14 October 1988

To Archbishop Angelini, National Assistant of the Italian Catholic Medical Association (AMCI)

The 18° National Congress of the Italian Catholic Medical Association took place in Florence form 17 to 20 October, on the theme “Quality of Medicine for Quality of Life”

To the Venerable Brother Fiorenzo Angelini Titular Archbishop of Messene

I was very glad to be informed that the members of the Italian Catholic Medical Association will soon gather in Florence, in order to discuss a central theme of their professional activity: the quality of medicine for the quality of life. Such an objective is in line with the aims of the Association, which is about to celebrate its fiftieth anniversary. During its years of activity, the Association has, in fact, always tried to be witness to those human and Christian values that must enlighten, in the context of the medical science and practice, research and its applications aimed at safeguarding health and defending the right to life.

On account of such commitment I praise the Association, which is also constantly and especially upholding  some inalienable principles of ethics, with rigorous faithfulness to the Magisterium of the Church.
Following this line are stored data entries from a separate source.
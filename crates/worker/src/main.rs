use anyhow::Context;
use clap::{Parser, Subcommand};
use nutriwise_core::catalog::{CatalogStore, StaticCatalog};
use nutriwise_core::domain::contract::ProfileRequest;
use nutriwise_core::stack::{build_stack, StackOptions};
use nutriwise_core::storage::catalog::PgCatalog;
use std::path::PathBuf;
use tracing_subscriber::EnvFilter;
use tracing_subscriber::{layer::SubscriberExt, util::SubscriberInitExt};

mod sync;

#[derive(Debug, Parser)]
#[command(name = "nutriwise_worker")]
struct Args {
    #[command(subcommand)]
    command: Command,
}

#[derive(Debug, Subcommand)]
enum Command {
    /// Load the supplement catalog into the database.
    SyncCatalog {
        /// Use the built-in reference catalog instead of CATALOG_BASE_URL.
        #[arg(long)]
        seed: bool,

        /// Fetch and validate the catalog without writing to the database.
        #[arg(long)]
        dry_run: bool,
    },

    /// Build a stack for a profile JSON file and print it.
    Build {
        #[arg(long)]
        profile: PathBuf,

        /// Store the stack in the database.
        #[arg(long)]
        persist: bool,
    },
}

#[tokio::main]
async fn main() -> anyhow::Result<()> {
    dotenvy::dotenv().ok();

    let settings = nutriwise_core::config::Settings::from_env()?;
    let _sentry_guard = init_sentry(&settings);

    tracing_subscriber::registry()
        .with(EnvFilter::from_default_env())
        .with(tracing_subscriber::fmt::layer().with_writer(std::io::stderr))
        .with(sentry_tracing::layer())
        .init();

    let args = Args::parse();

    match args.command {
        Command::SyncCatalog { seed, dry_run } => {
            let source = if seed {
                sync::CatalogSource::Seed
            } else {
                sync::CatalogSource::Http
            };

            if dry_run {
                let candidates = sync::fetch_catalog(&settings, source).await?;
                tracing::info!(
                    source = source.as_str(),
                    dry_run = true,
                    candidates_len = candidates.len(),
                    "catalog sync (dry-run)"
                );
                return Ok(());
            }

            let pool = connect(&settings).await?;
            sync::sync_catalog(&pool, &settings, source).await?;
        }
        Command::Build { profile, persist } => {
            let raw = std::fs::read_to_string(&profile)
                .with_context(|| format!("failed to read profile file {}", profile.display()))?;
            let request: ProfileRequest = serde_json::from_str(&raw)
                .with_context(|| format!("profile file is not a valid profile: {}", profile.display()))?;
            let user_profile = request.validate_and_into_profile()?;

            let pool = if settings.database_url.is_some() || persist {
                Some(connect(&settings).await?)
            } else {
                None
            };

            let (catalog_source, candidates) = match &pool {
                Some(pool) => {
                    let store = PgCatalog::new(pool.clone());
                    (store.store_name(), store.list_candidates().await?)
                }
                None => {
                    let store = StaticCatalog::default();
                    (store.store_name(), store.list_candidates().await?)
                }
            };

            let stack = build_stack(&user_profile, &candidates, &StackOptions::from_env());

            if persist {
                if let Some(pool) = &pool {
                    let stack_id = nutriwise_core::storage::stacks::persist_stack(
                        pool,
                        &user_profile,
                        catalog_source,
                        &stack,
                    )
                    .await?;
                    tracing::info!(%stack_id, "persisted supplement stack");
                }
            }

            println!("{}", serde_json::to_string_pretty(&stack)?);
        }
    }

    Ok(())
}

async fn connect(settings: &nutriwise_core::config::Settings) -> anyhow::Result<sqlx::PgPool> {
    let db_url = settings.require_database_url()?;

    let pool = sqlx::postgres::PgPoolOptions::new()
        .max_connections(5)
        .connect(db_url)
        .await
        .context("connect DATABASE_URL failed")?;

    nutriwise_core::storage::migrate(&pool).await?;
    Ok(pool)
}

fn init_sentry(settings: &nutriwise_core::config::Settings) -> Option<sentry::ClientInitGuard> {
    let dsn = settings.sentry_dsn.as_deref()?;
    Some(sentry::init((
        dsn,
        sentry::ClientOptions {
            release: sentry::release_name!(),
            ..Default::default()
        },
    )))
}
pub mod catalog;
pub mod lock;
pub mod stacks;

use anyhow::Context;

pub async fn migrate(pool: &sqlx::PgPool) -> anyhow::Result<()> {
    sqlx::migrate!("./migrations")
        .run(pool)
        .await
        .context("sqlx migrations failed")?;
    Ok(())
}
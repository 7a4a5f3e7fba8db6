use crate::catalog::CatalogStore;
use crate::config::Settings;
use crate::domain::contract::validate_and_normalize_candidate;
use crate::domain::supplement::SupplementCandidate;
use anyhow::Context;
use reqwest::StatusCode;
use serde::{Deserialize, Serialize};
use std::collections::BTreeSet;
use std::time::Duration;

/// Body of a catalog endpoint: `{ "candidates": [...] }`.
#[derive(Debug, Clone, Serialize, Deserialize)]
pub struct CatalogResponse {
    pub candidates: Vec<SupplementCandidate>,
}

#[derive(Debug, Clone)]
pub struct CatalogHttpOptions {
    pub path: String,
    pub timeout: Duration,
    pub max_attempts: u32,
    /// First retry delay; doubles per attempt up to `max_backoff`.
    pub base_backoff: Duration,
    pub max_backoff: Duration,
}

impl Default for CatalogHttpOptions {
    fn default() -> Self {
        Self {
            path: "/v1/supplements".to_string(),
            timeout: Duration::from_secs(30),
            max_attempts: 3,
            base_backoff: Duration::from_millis(500),
            max_backoff: Duration::from_secs(8),
        }
    }
}

impl CatalogHttpOptions {
    pub fn from_env() -> Self {
        let mut out = Self::default();

        if let Some(path) = std::env::var("CATALOG_PATH")
            .ok()
            .map(|s| s.trim().to_string())
            .filter(|s| !s.is_empty())
        {
            out.path = path;
        }

        if let Some(secs) = env_parse::<u64>("CATALOG_TIMEOUT_SECS") {
            out.timeout = Duration::from_secs(secs);
        }

        if let Some(n) = env_parse::<u32>("CATALOG_RETRIES") {
            out.max_attempts = n.max(1);
        }

        if let Some(ms) = env_parse::<u64>("CATALOG_RETRY_BASE_MS") {
            out.base_backoff = Duration::from_millis(ms);
        }

        out
    }

    fn backoff_for(&self, failed_attempts: u32) -> Duration {
        let factor = 1u32 << failed_attempts.saturating_sub(1).min(16);
        self.base_backoff
            .saturating_mul(factor)
            .min(self.max_backoff)
    }
}

fn env_parse<T: std::str::FromStr>(key: &str) -> Option<T> {
    std::env::var(key).ok().and_then(|s| s.trim().parse::<T>().ok())
}

/// One failed fetch attempt. Only `Transient` failures are retried.
#[derive(Debug)]
enum FetchFailure {
    Transient(anyhow::Error),
    Permanent(anyhow::Error),
}

impl FetchFailure {
    fn into_error(self) -> anyhow::Error {
        match self {
            Self::Transient(e) | Self::Permanent(e) => e,
        }
    }
}

/// Catalog served as JSON by an external product service.
#[derive(Debug, Clone)]
pub struct HttpJsonCatalog {
    http: reqwest::Client,
    url: String,
    api_key: Option<String>,
    opts: CatalogHttpOptions,
}

impl HttpJsonCatalog {
    pub fn new(
        base_url: &str,
        api_key: Option<String>,
        opts: CatalogHttpOptions,
    ) -> anyhow::Result<Self> {
        let http = reqwest::Client::builder()
            .timeout(opts.timeout)
            .build()
            .context("failed to build catalog http client")?;

        Ok(Self {
            http,
            url: catalog_url(base_url, &opts.path),
            api_key,
            opts,
        })
    }

    pub fn from_settings(settings: &Settings) -> anyhow::Result<Self> {
        Self::new(
            settings.require_catalog_base_url()?,
            settings.catalog_api_key.clone(),
            CatalogHttpOptions::from_env(),
        )
    }

    async fn attempt(&self) -> Result<Vec<SupplementCandidate>, FetchFailure> {
        let mut req = self.http.get(&self.url);
        if let Some(key) = &self.api_key {
            req = req.header("x-api-key", key);
        }

        let res = req.send().await.map_err(|e| {
            let transient = e.is_timeout() || e.is_connect() || e.is_request();
            let err = anyhow::Error::new(e).context(format!("catalog request to {} failed", self.url));
            if transient {
                FetchFailure::Transient(err)
            } else {
                FetchFailure::Permanent(err)
            }
        })?;

        let status = res.status();
        let body = res.bytes().await.map_err(|e| {
            FetchFailure::Transient(anyhow::Error::new(e).context("reading catalog body failed"))
        })?;

        let parsed = decode_body(status, &body)?;
        normalize_catalog(parsed.candidates).map_err(FetchFailure::Permanent)
    }
}

#[async_trait::async_trait]
impl CatalogStore for HttpJsonCatalog {
    fn store_name(&self) -> &'static str {
        "http_json"
    }

    async fn list_candidates(&self) -> anyhow::Result<Vec<SupplementCandidate>> {
        let mut failed: u32 = 0;
        loop {
            match self.attempt().await {
                Ok(candidates) => {
                    tracing::debug!(url = %self.url, count = candidates.len(), "catalog fetched");
                    return Ok(candidates);
                }
                Err(FetchFailure::Transient(err)) if failed + 1 < self.opts.max_attempts => {
                    failed += 1;
                    let backoff = self.opts.backoff_for(failed);
                    tracing::warn!(attempt = failed, ?backoff, error = %format!("{err:#}"), "catalog fetch failed; retrying");
                    tokio::time::sleep(backoff).await;
                }
                Err(failure) => return Err(failure.into_error()),
            }
        }
    }
}

fn catalog_url(base_url: &str, path: &str) -> String {
    format!(
        "{}/{}",
        base_url.trim_end_matches('/'),
        path.trim_start_matches('/')
    )
}

const BODY_SNIPPET_LEN: usize = 200;

/// Maps a response to candidates or a classified failure. 5xx and 429 are
/// transient; other non-success statuses and undecodable bodies are not.
fn decode_body(status: StatusCode, body: &[u8]) -> Result<CatalogResponse, FetchFailure> {
    if !status.is_success() {
        let snippet: String = String::from_utf8_lossy(body)
            .chars()
            .take(BODY_SNIPPET_LEN)
            .collect();
        let err = anyhow::anyhow!("catalog HTTP {status}: {}", snippet.trim());
        if status.is_server_error() || status == StatusCode::TOO_MANY_REQUESTS {
            return Err(FetchFailure::Transient(err));
        }
        return Err(FetchFailure::Permanent(err));
    }

    serde_json::from_slice::<CatalogResponse>(body)
        .context("catalog body does not match {\"candidates\": [...]}")
        .map_err(FetchFailure::Permanent)
}

/// Validates and normalizes every record; names must be unique ignoring case.
pub fn normalize_catalog(
    candidates: Vec<SupplementCandidate>,
) -> anyhow::Result<Vec<SupplementCandidate>> {
    let mut seen = BTreeSet::new();
    let mut out = Vec::with_capacity(candidates.len());
    for candidate in candidates {
        let name = candidate.name.clone();
        let candidate = validate_and_normalize_candidate(candidate)
            .with_context(|| format!("invalid catalog record: {name}"))?;
        anyhow::ensure!(
            seen.insert(candidate.name.to_ascii_lowercase()),
            "duplicate supplement in catalog: {}",
            candidate.name
        );
        out.push(candidate);
    }
    Ok(out)
}
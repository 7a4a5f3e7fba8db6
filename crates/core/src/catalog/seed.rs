use crate::catalog::CatalogStore;
use crate::domain::supplement::{EvidenceLevel, SupplementCandidate};
use crate::domain::supplement::EvidenceLevel::{High, Low, Moderate, VeryHigh};

/// Built-in reference catalog. Used to seed the database and as the catalog
/// of last resort when no database is configured.
#[derive(Debug, Clone)]
pub struct StaticCatalog {
    candidates: Vec<SupplementCandidate>,
}

impl Default for StaticCatalog {
    fn default() -> Self {
        Self {
            candidates: reference_candidates(),
        }
    }
}

impl StaticCatalog {
    pub fn new(candidates: Vec<SupplementCandidate>) -> Self {
        Self { candidates }
    }

    pub fn candidates(&self) -> &[SupplementCandidate] {
        &self.candidates
    }
}

#[async_trait::async_trait]
impl CatalogStore for StaticCatalog {
    fn store_name(&self) -> &'static str {
        "static"
    }

    async fn list_candidates(&self) -> anyhow::Result<Vec<SupplementCandidate>> {
        Ok(self.candidates.clone())
    }
}

#[allow(clippy::too_many_arguments)]
fn entry(
    name: &str,
    category: &str,
    monthly_price: f64,
    evidence_level: EvidenceLevel,
    study_count: u32,
    target_tags: &[&str],
    dosage: &str,
    timing: &str,
    reasoning_template: &str,
    incompatible_diets: &[&str],
) -> SupplementCandidate {
    SupplementCandidate {
        name: name.to_string(),
        category: category.to_string(),
        monthly_price,
        evidence_level,
        study_count,
        target_tags: target_tags.iter().map(|t| t.to_string()).collect(),
        reasoning_template: reasoning_template.to_string(),
        dosage: dosage.to_string(),
        timing: timing.to_string(),
        incompatible_diets: incompatible_diets.iter().map(|t| t.to_string()).collect(),
    }
}

pub fn reference_candidates() -> Vec<SupplementCandidate> {
    vec![
        entry(
            "Whey Protein Isolate",
            "protein",
            55.0,
            VeryHigh,
            320,
            &["muscle-building", "recovery", "weight-loss"],
            "25-30 g",
            "within 30 minutes after training",
            "{name} is a fast-digesting complete protein that supports {goals}.",
            &["vegan", "dairy-free"],
        ),
        entry(
            "Creatine Monohydrate",
            "performance",
            28.0,
            VeryHigh,
            700,
            &["muscle-building", "cognitive"],
            "5 g",
            "daily, any time",
            "{name} is the most studied performance supplement; it supports {goals}.",
            &[],
        ),
        entry(
            "Vitamin D3",
            "vitamin",
            9.0,
            VeryHigh,
            380,
            &["bone-health", "immune-support", "general-health"],
            "2000 IU",
            "morning, with a meal containing fat",
            "{name} corrects a common deficiency and supports {goals}.",
            &[],
        ),
        entry(
            "Omega-3 Fish Oil",
            "essential fatty acid",
            25.0,
            VeryHigh,
            450,
            &["heart-health", "joint-health", "cognitive", "general-health"],
            "2 g EPA+DHA",
            "with meals",
            "{name} provides EPA and DHA for {goals}.",
            &["vegan", "vegetarian"],
        ),
        entry(
            "Plant Protein Blend",
            "protein",
            45.0,
            High,
            60,
            &["muscle-building", "recovery"],
            "30 g",
            "after training",
            "{name} is a dairy-free complete protein for {goals}.",
            &[],
        ),
        entry(
            "Magnesium Glycinate",
            "mineral",
            15.0,
            High,
            150,
            &["sleep", "stress-relief", "recovery"],
            "300-400 mg",
            "evening",
            "{name} is well absorbed and supports {goals}.",
            &[],
        ),
        entry(
            "Zinc Picolinate",
            "mineral",
            7.0,
            High,
            130,
            &["immune-support"],
            "15-30 mg",
            "with dinner",
            "{name} supports {goals}.",
            &[],
        ),
        entry(
            "Caffeine + L-Theanine",
            "stimulant",
            18.0,
            High,
            85,
            &["energy", "cognitive", "endurance"],
            "100 mg + 200 mg",
            "morning or 45 minutes before training",
            "{name} gives smooth alertness for {goals}.",
            &[],
        ),
        entry(
            "Ashwagandha (KSM-66)",
            "adaptogen",
            22.0,
            High,
            70,
            &["stress-relief", "sleep"],
            "600 mg",
            "evening",
            "{name} lowers cortisol and supports {goals}.",
            &[],
        ),
        entry(
            "Beta-Alanine",
            "performance",
            20.0,
            High,
            90,
            &["endurance"],
            "3.2-6.4 g",
            "split doses with meals",
            "{name} buffers muscle acidity during efforts lasting 1-4 minutes ({goals}).",
            &[],
        ),
        entry(
            "Algae Omega-3",
            "essential fatty acid",
            32.0,
            High,
            40,
            &["heart-health", "cognitive"],
            "500 mg DHA",
            "with meals",
            "{name} is a plant-based EPA/DHA source for {goals}.",
            &[],
        ),
        entry(
            "Multivitamin",
            "vitamin",
            20.0,
            Moderate,
            90,
            &["general-health", "energy"],
            "1 tablet",
            "with breakfast",
            "{name} covers common micronutrient gaps ({goals}).",
            &[],
        ),
        entry(
            "Probiotic Complex",
            "gut",
            30.0,
            Moderate,
            200,
            &["gut-health", "immune-support"],
            "10-20 billion CFU",
            "morning, before breakfast",
            "{name} supports {goals}.",
            &[],
        ),
        entry(
            "Green Tea Extract",
            "metabolic",
            16.0,
            Moderate,
            100,
            &["weight-loss", "energy"],
            "400-500 mg EGCG",
            "with meals",
            "{name} modestly raises energy expenditure ({goals}).",
            &[],
        ),
        entry(
            "Glucosamine & Chondroitin",
            "joint",
            24.0,
            Moderate,
            110,
            &["joint-health"],
            "1500 mg + 1200 mg",
            "with meals",
            "{name} supports cartilage for {goals}.",
            &["vegan", "vegetarian", "shellfish-allergy"],
        ),
        entry(
            "Melatonin",
            "sleep aid",
            8.0,
            Moderate,
            120,
            &["sleep"],
            "0.5-3 mg",
            "30-60 minutes before bed",
            "{name} helps regulate sleep onset ({goals}).",
            &[],
        ),
        entry(
            "Electrolyte Mix",
            "hydration",
            19.0,
            Moderate,
            30,
            &["endurance", "recovery"],
            "1 serving per hour of training",
            "during long sessions",
            "{name} replaces sodium and potassium lost in sweat ({goals}).",
            &[],
        ),
        entry(
            "Collagen Peptides",
            "protein",
            35.0,
            Low,
            25,
            &["joint-health", "recovery"],
            "10-15 g",
            "before training",
            "{name} may support connective tissue for {goals}.",
            &["vegan", "vegetarian"],
        ),
    ]
}

#[cfg(test)]
mod tests {
    use super::*;
    use crate::domain::contract::validate_candidate;
    use crate::stack::goals::is_canonical;
    use std::collections::BTreeSet;

    #[test]
    fn reference_catalog_is_valid() {
        let catalog = reference_candidates();
        for c in &catalog {
            validate_candidate(c).unwrap();
            for tag in &c.target_tags {
                assert!(is_canonical(tag), "{} has non-canonical tag {tag}", c.name);
            }
        }

        let names: BTreeSet<_> = catalog.iter().map(|c| c.name.as_str()).collect();
        assert_eq!(names.len(), catalog.len(), "duplicate names in reference catalog");
    }

    #[test]
    fn reference_catalog_has_general_health_fallback() {
        assert!(reference_candidates()
            .iter()
            .any(|c| c.target_tags.contains("general-health")));
    }
}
The recent canonization of Giuseppe Moscati, a physician, and the beatification, which is about to take place, of Nil Stensen (Nicholaus Steno), who precisely here, in Florence, offered the treasure of his discoveries and the example of his pastoral virtues to society and the Church, testify the fruitful encounter between science and faith in a field such as medicine, which intends to answer humanity’s “demand for health and life”.  These two figures must revive, in the members of the Association, the sense of responsibility characteristic of those who, already declaring themselves Catholic doctors, are committed to rendering a qualified witness to Christ in Universities, Hospitals, and private practice, always serving life, that is to be promoted, defended, and redeemed.

While he devotes himself to caring for the body, the Catholic doctor cannot and must not ignore the problems of the spirit, for the object of his care is man in his entirety. His “ministry”, therefore, will have to be accomplished not only with scientific and professional expertise, but also with personal participation in the practical circumstances of the single patient. This presupposes, among other things, a permanent Christian training which will make him appear as an authentic defender and promoter of human life.

Venerable Brother, I entrust you with conveying my greetings to the national and diocesan Leaders  and to all the members of the meritorious Association, and I invoke the assistance of God on the activities of the Congress, on its aims and the initiatives that will follow, and impart upon everyone, with the intercession of the Virgin “Salus Infirmorum”, the Apostolic Blessing.